28 Setembro 2018
"No Evangelho (Mc 9,38-43.45-47-48) temos uma instrução, pela qual Jesus procura ajudar os discípulos a se situarem no projeto do Reino de Deus.
"Esse novo modo de viver e constituir comunidade indica uma vida nova sem arrogância, competições, exclusivismos, sobretudo os relativos ao bem e a verdade. Ensina a acolher, apoiar e estimular a todos e todas sobre uma nova forma de atuar em favor da libertação do Povo; convida também a não excluir da dinâmica comunitária os pequenos e os pobres; convida ainda a tirarem da própria vida todos os sentimentos e atitudes que são incompatíveis com a opção preferencial pelos pobres. Mas vamos ouvir que apesar da opção inequívoca dessa proposta de Jesus, os discípulos continuavam a mostrar que não tinham ainda conseguido absorver os verdadeiros valores dessa construção do Reino.

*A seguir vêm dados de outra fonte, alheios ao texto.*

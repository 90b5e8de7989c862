//! Concurrent access: no lost updates, linearizable per-group operations,
//! and deletes that never race mutations into a detached group.

mod common;

use std::sync::Arc;
use std::time::Duration;

use homegrid_registry::*;
use homegrid_state::ConfigurationStore;
use serde_json::json;

use common::{FlakyStore, memory_registry};

#[tokio::test(flavor = "multi_thread", worker_threads = 4)]
async fn concurrent_distinct_assigns_lose_nothing() {
    let registry = Arc::new(memory_registry());
    registry.write_configuration("kitchen", json!({})).await.unwrap();

    let handles: Vec<_> = (0..64)
        .map(|i| {
            let registry = registry.clone();
            tokio::spawn(async move {
                registry
                    .assign_component("kitchen", &format!("light{i}"))
                    .await
            })
        })
        .collect();
    for handle in handles {
        handle.await.unwrap().unwrap();
    }

    let group = registry.get_group("kitchen").await.unwrap();
    assert_eq!(group.components().len(), 64);
}

#[tokio::test(flavor = "multi_thread", worker_threads = 4)]
async fn concurrent_same_assign_succeeds_once() {
    let registry = Arc::new(memory_registry());
    registry.write_configuration("kitchen", json!({})).await.unwrap();

    let handles: Vec<_> = (0..16)
        .map(|_| {
            let registry = registry.clone();
            tokio::spawn(async move { registry.assign_component("kitchen", "light1").await })
        })
        .collect();

    let mut ok = 0;
    for handle in handles {
        match handle.await.unwrap() {
            Ok(()) => ok += 1,
            Err(e) => assert_eq!(e.kind(), ErrorKind::AlreadyAssigned),
        }
    }
    assert_eq!(ok, 1);
}

#[tokio::test(flavor = "multi_thread", worker_threads = 4)]
async fn concurrent_settings_on_different_groups() {
    let registry = Arc::new(memory_registry());
    for g in 0..8 {
        registry.write_configuration(&format!("group{g}"), json!({})).await.unwrap();
    }

    let handles: Vec<_> = (0..8)
        .flat_map(|g| (0..16).map(move |k| (g, k)))
        .map(|(g, k)| {
            let registry = registry.clone();
            tokio::spawn(async move {
                registry
                    .set_group_setting(&format!("group{g}"), &format!("key{k}"), json!(k))
                    .await
            })
        })
        .collect();
    for handle in handles {
        handle.await.unwrap().unwrap();
    }

    for g in 0..8 {
        assert_eq!(registry.get_settings(&format!("group{g}")).await.unwrap().len(), 16);
    }
}

#[tokio::test(flavor = "multi_thread", worker_threads = 4)]
async fn concurrent_upserts_create_one_group() {
    let registry = Arc::new(memory_registry());

    let handles: Vec<_> = (0..16)
        .map(|i| {
            let registry = registry.clone();
            tokio::spawn(async move {
                registry.write_configuration("kitchen", json!({"writer": i})).await
            })
        })
        .collect();
    for handle in handles {
        handle.await.unwrap().unwrap();
    }

    assert_eq!(registry.len().await, 1);
    let doc = registry.read_configuration("kitchen").await.unwrap();
    assert!(doc["writer"].is_u64());
}

#[tokio::test(flavor = "multi_thread", worker_threads = 4)]
async fn delete_racing_assign_never_leaves_a_detached_success() {
    let store = FlakyStore::new();
    let registry = Arc::new(Registry::new(store.clone(), RegistryOptions::default()));

    for round in 0..32 {
        let uid = format!("group{round}");
        registry.write_configuration(&uid, json!({})).await.unwrap();

        let assign = {
            let registry = registry.clone();
            let uid = uid.clone();
            tokio::spawn(async move { registry.assign_component(&uid, "light1").await })
        };
        let delete = {
            let registry = registry.clone();
            let uid = uid.clone();
            tokio::spawn(async move { registry.delete_group(&uid).await })
        };

        delete.await.unwrap().unwrap();
        match assign.await.unwrap() {
            Ok(()) => {}
            Err(e) => assert!(e.is_not_found(), "unexpected error: {e}"),
        }

        // Either way the group is gone, in memory and in the store.
        assert!(registry.get_group(&uid).await.unwrap_err().is_not_found());
        assert!(store.load(&uid).unwrap().is_none());
        assert!(store.load_state(&uid).unwrap().is_none());
    }
}

#[tokio::test(flavor = "multi_thread", worker_threads = 4)]
async fn list_groups_during_churn_sees_whole_groups() {
    let registry = Arc::new(memory_registry());

    let writer = {
        let registry = registry.clone();
        tokio::spawn(async move {
            for i in 0..50 {
                let uid = format!("group{i}");
                registry.write_configuration(&uid, json!({"n": i})).await.unwrap();
                registry.assign_component(&uid, "light1").await.unwrap();
                if i % 2 == 0 {
                    registry.delete_group(&uid).await.unwrap();
                }
            }
        })
    };

    for _ in 0..50 {
        for group in registry.list_groups().await {
            assert_eq!(group.configuration()["n"], json!(group.uid()[5..].parse::<u64>().unwrap()));
        }
        tokio::task::yield_now().await;
    }
    writer.await.unwrap();

    assert_eq!(registry.len().await, 25);
}

#[tokio::test(flavor = "multi_thread", worker_threads = 4)]
async fn delete_during_load_is_not_undone() {
    let store = FlakyStore::new();
    store.save("kitchen", &json!({"v": 1})).unwrap();
    let registry = Arc::new(Registry::new(store.clone(), RegistryOptions::default()));

    store.slow_down(Duration::from_millis(300));
    let load = {
        let registry = registry.clone();
        tokio::spawn(async move { registry.load_from_store().await })
    };
    tokio::time::sleep(Duration::from_millis(50)).await;

    // Lands while the loader is still reading "kitchen" from the store.
    registry.write_configuration("kitchen", json!({"v": 2})).await.unwrap();
    registry.delete_group("kitchen").await.unwrap();
    load.await.unwrap().unwrap();
    store.slow_down(Duration::ZERO);

    assert!(!registry.contains("kitchen").await);
    assert!(store.load("kitchen").unwrap().is_none());
}

#[tokio::test(flavor = "multi_thread", worker_threads = 4)]
async fn delete_waiting_on_busy_group_does_not_block_others() {
    let store = FlakyStore::new();
    let registry = Arc::new(Registry::new(store.clone(), RegistryOptions::default()));
    registry.write_configuration("kitchen", json!({})).await.unwrap();
    registry.write_configuration("garage", json!({})).await.unwrap();

    // The assign holds the kitchen lock across a slow state save.
    store.slow_down(Duration::from_millis(300));
    let assign = {
        let registry = registry.clone();
        tokio::spawn(async move { registry.assign_component("kitchen", "light1").await })
    };
    tokio::time::sleep(Duration::from_millis(50)).await;
    let delete = {
        let registry = registry.clone();
        tokio::spawn(async move { registry.delete_group("kitchen").await })
    };
    tokio::time::sleep(Duration::from_millis(20)).await;

    let garage = tokio::time::timeout(Duration::from_millis(150), registry.get_group("garage"))
        .await
        .expect("lookup of another group stalled behind the delete");
    assert!(garage.is_ok());

    assign.await.unwrap().unwrap();
    delete.await.unwrap().unwrap();
    store.slow_down(Duration::ZERO);
    assert!(!registry.contains("kitchen").await);
    assert!(store.load_state("kitchen").unwrap().is_none());
}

A reflexão é da teóloga leiga Ivenise Santinon. Ela possui doutorado em Ciências da Religião pela Universidade Metodista de São Paulo (2009), mestrado em Teologia pela Pontifícia Universidade Católica de São Paulo (2003) e Graduação em Teologia pela Pontifícia Universidade Católica de Campinas (1999). Atua como professora da Faculdade de Teologia, na PUC-Campinas, com atividade docente nas áreas da teologia, com ênfase na pastoral e na antropologia teológica. Estuda temas de teologia, ciências da religião, relações de gênero e da humanização.
Referências bíblicas
1ª Leitura – Nm 11,25-29
Salmo 18 (19)
2ª Leitura – Tg 5,1-6
Evangelho – Mc 9,38-43.45-47-48
Neste fim de semana em que celebramos o dia da Bíblia, a Palavra de Deus nos oferece uma luz que servirá para nortear diversas situações da nossa vida.

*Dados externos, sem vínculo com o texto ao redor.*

//! homegrid-state — configuration store for component groups.
//!
//! Backed by [redb](https://docs.rs/redb). The registry only talks to the
//! [`ConfigurationStore`] trait; [`StateStore`] is the shipped implementation
//! with on-disk and in-memory backends.
//!
//! # Layout
//!
//! Two tables, both keyed by group uid with JSON-serialized values:
//! `configurations` holds the opaque configuration document and
//! `group_state` holds the persisted settings and associations.

pub mod error;
pub mod store;
pub mod tables;
pub mod types;

pub use error::{StateError, StateResult};
pub use store::{ConfigurationStore, StateStore};
pub use types::*;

A liturgia deste 26º Domingo do Tempo Comum apresenta sugestões para que possamos participar, de forma plena, da grande comunidade “Reino de Deus”. E por isso, precisamos ser capazes de reconhecer e aceitar a presença e a ação do Espírito de Deus em todas as pessoas, sinais vivos do amor de Deus presente na sociedade e no mundo.

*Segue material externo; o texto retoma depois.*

//! homegrid — operator CLI for the component group registry.
//!
//! Every invocation opens the store, loads all groups into a registry, runs
//! one operation and exits.
//!
//! # Usage
//!
//! ```text
//! homegrid --db ./groups.redb config set kitchen '{"room":"kitchen"}'
//! homegrid --db ./groups.redb component assign kitchen light1
//! homegrid --db ./groups.redb component setting set kitchen light1 brightness 80
//! homegrid --db ./groups.redb show kitchen
//! ```

use std::path::PathBuf;

use clap::{Parser, Subcommand};

mod commands;

#[derive(Parser)]
#[command(
    name = "homegrid",
    about = "homegrid — component group registry",
    version,
    propagate_version = true,
)]
struct Cli {
    /// Path to homegrid.toml (defaults apply when omitted).
    #[arg(long, global = true)]
    config: Option<PathBuf>,

    /// Store file. Overrides [store].path from the config file.
    #[arg(long, global = true)]
    db: Option<PathBuf>,

    #[command(subcommand)]
    command: Commands,
}

#[derive(Subcommand)]
enum Commands {
    /// List all component groups
    List,
    /// Show one component group
    Show { uid: String },
    /// Print a group's settings
    Settings { uid: String },
    /// Print a group's in-memory status
    Status { uid: String },
    /// Delete a component group and its stored configuration
    Delete { uid: String },
    /// Read or write a group's configuration document
    Config {
        #[command(subcommand)]
        action: ConfigAction,
    },
    /// Manage component assignments and their association settings
    Component {
        #[command(subcommand)]
        action: ComponentAction,
    },
    /// Manage macro assignments
    Macro {
        #[command(subcommand)]
        action: MacroAction,
    },
    /// Manage group settings
    Setting {
        #[command(subcommand)]
        action: SettingAction,
    },
}

#[derive(Subcommand)]
enum ConfigAction {
    /// Print the configuration document
    Get { uid: String },
    /// Write the configuration document, creating the group if needed.
    ///
    /// The document is inline JSON, or `@path` to read it from a file.
    Set { uid: String, document: String },
}

#[derive(Subcommand)]
enum ComponentAction {
    Assign { uid: String, component: String },
    Unassign { uid: String, component: String },
    /// Association settings of an assigned component
    Setting {
        #[command(subcommand)]
        action: AssociationSettingAction,
    },
}

#[derive(Subcommand)]
enum AssociationSettingAction {
    Get {
        uid: String,
        component: String,
        key: String,
    },
    /// Values are parsed as JSON and fall back to a plain string.
    Set {
        uid: String,
        component: String,
        key: String,
        value: String,
    },
    Remove {
        uid: String,
        component: String,
        key: String,
    },
}

#[derive(Subcommand)]
enum MacroAction {
    Assign {
        uid: String,
        #[arg(value_name = "MACRO")]
        macro_uid: String,
    },
    Unassign {
        uid: String,
        #[arg(value_name = "MACRO")]
        macro_uid: String,
    },
}

#[derive(Subcommand)]
enum SettingAction {
    Get { uid: String, key: String },
    /// Values are parsed as JSON and fall back to a plain string.
    Set { uid: String, key: String, value: String },
    Remove { uid: String, key: String },
}

#[tokio::main]
async fn main() -> anyhow::Result<()> {
    // Logs go to stderr so command output stays parseable.
    tracing_subscriber::fmt()
        .with_writer(std::io::stderr)
        .with_env_filter(
            tracing_subscriber::EnvFilter::try_from_default_env()
                .unwrap_or_else(|_| tracing_subscriber::EnvFilter::new("warn")),
        )
        .init();

    let cli = Cli::parse();
    let registry = commands::open_registry(cli.config.as_deref(), cli.db.as_deref()).await?;

    match cli.command {
        Commands::List => commands::group::list(&registry).await,
        Commands::Show { uid } => commands::group::show(&registry, &uid).await,
        Commands::Settings { uid } => commands::group::settings(&registry, &uid).await,
        Commands::Status { uid } => commands::group::status(&registry, &uid).await,
        Commands::Delete { uid } => commands::group::delete(&registry, &uid).await,
        Commands::Config { action } => match action {
            ConfigAction::Get { uid } => commands::group::get_config(&registry, &uid).await,
            ConfigAction::Set { uid, document } => {
                commands::group::set_config(&registry, &uid, &document).await
            }
        },
        Commands::Component { action } => match action {
            ComponentAction::Assign { uid, component } => {
                commands::assign::assign_component(&registry, &uid, &component).await
            }
            ComponentAction::Unassign { uid, component } => {
                commands::assign::unassign_component(&registry, &uid, &component).await
            }
            ComponentAction::Setting { action } => match action {
                AssociationSettingAction::Get { uid, component, key } => {
                    commands::settings::get_association(&registry, &uid, &component, &key).await
                }
                AssociationSettingAction::Set {
                    uid,
                    component,
                    key,
                    value,
                } => {
                    commands::settings::set_association(&registry, &uid, &component, &key, &value)
                        .await
                }
                AssociationSettingAction::Remove { uid, component, key } => {
                    commands::settings::remove_association(&registry, &uid, &component, &key)
                        .await
                }
            },
        },
        Commands::Macro { action } => match action {
            MacroAction::Assign { uid, macro_uid } => {
                commands::assign::assign_macro(&registry, &uid, &macro_uid).await
            }
            MacroAction::Unassign { uid, macro_uid } => {
                commands::assign::unassign_macro(&registry, &uid, &macro_uid).await
            }
        },
        Commands::Setting { action } => match action {
            SettingAction::Get { uid, key } => {
                commands::settings::get_group(&registry, &uid, &key).await
            }
            SettingAction::Set { uid, key, value } => {
                commands::settings::set_group(&registry, &uid, &key, &value).await
            }
            SettingAction::Remove { uid, key } => {
                commands::settings::remove_group(&registry, &uid, &key).await
            }
        },
    }
}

Na primeira leitura (Nm 11,25-29), assim chamado por ser uma lista de dados compilados em um recenseamento feito entre os membros das tribos de Israel, nos apresenta um conjunto de tradições sobre a estadia dos hebreus no deserto, e agora libertados do Egito. Ao longo do percurso pelo deserto, Israel vai fazendo também uma caminhada espiritual e vai se libertando da mentalidade de escravo, para adquirir uma nova cultura de maturidade e liberdade. Alí o Povo se revolta por não ter comida em abundância e murmura contra Jahweh. Moisés, cansado e desiludido, se queixa a Deus por estar difícil aguentar o fardo da condução daquele Povo rebelde (cf.vs.11-15). Então, Jahweh propõem a ele escolher setenta anciãos que, depois de ungidos pelo Espírito de Deus, o ajudarão na tarefa de conduzir o Povo pelo deserto (cf. vs.16-24). E a resposta de Moisés é aquela de um ser humano livre, de fé autentica, espírito aberto e que não está preocupado com o controle dos mecanismos de poder, mas com a vida e a liberdade do seu Povo. Ouviremos: “Estás com ciúmes por causa de mim? Quem me dera que todo o Povo fosse profeta e que o Senhor infundisse o seu Espírito sobre eles” (vs. 29).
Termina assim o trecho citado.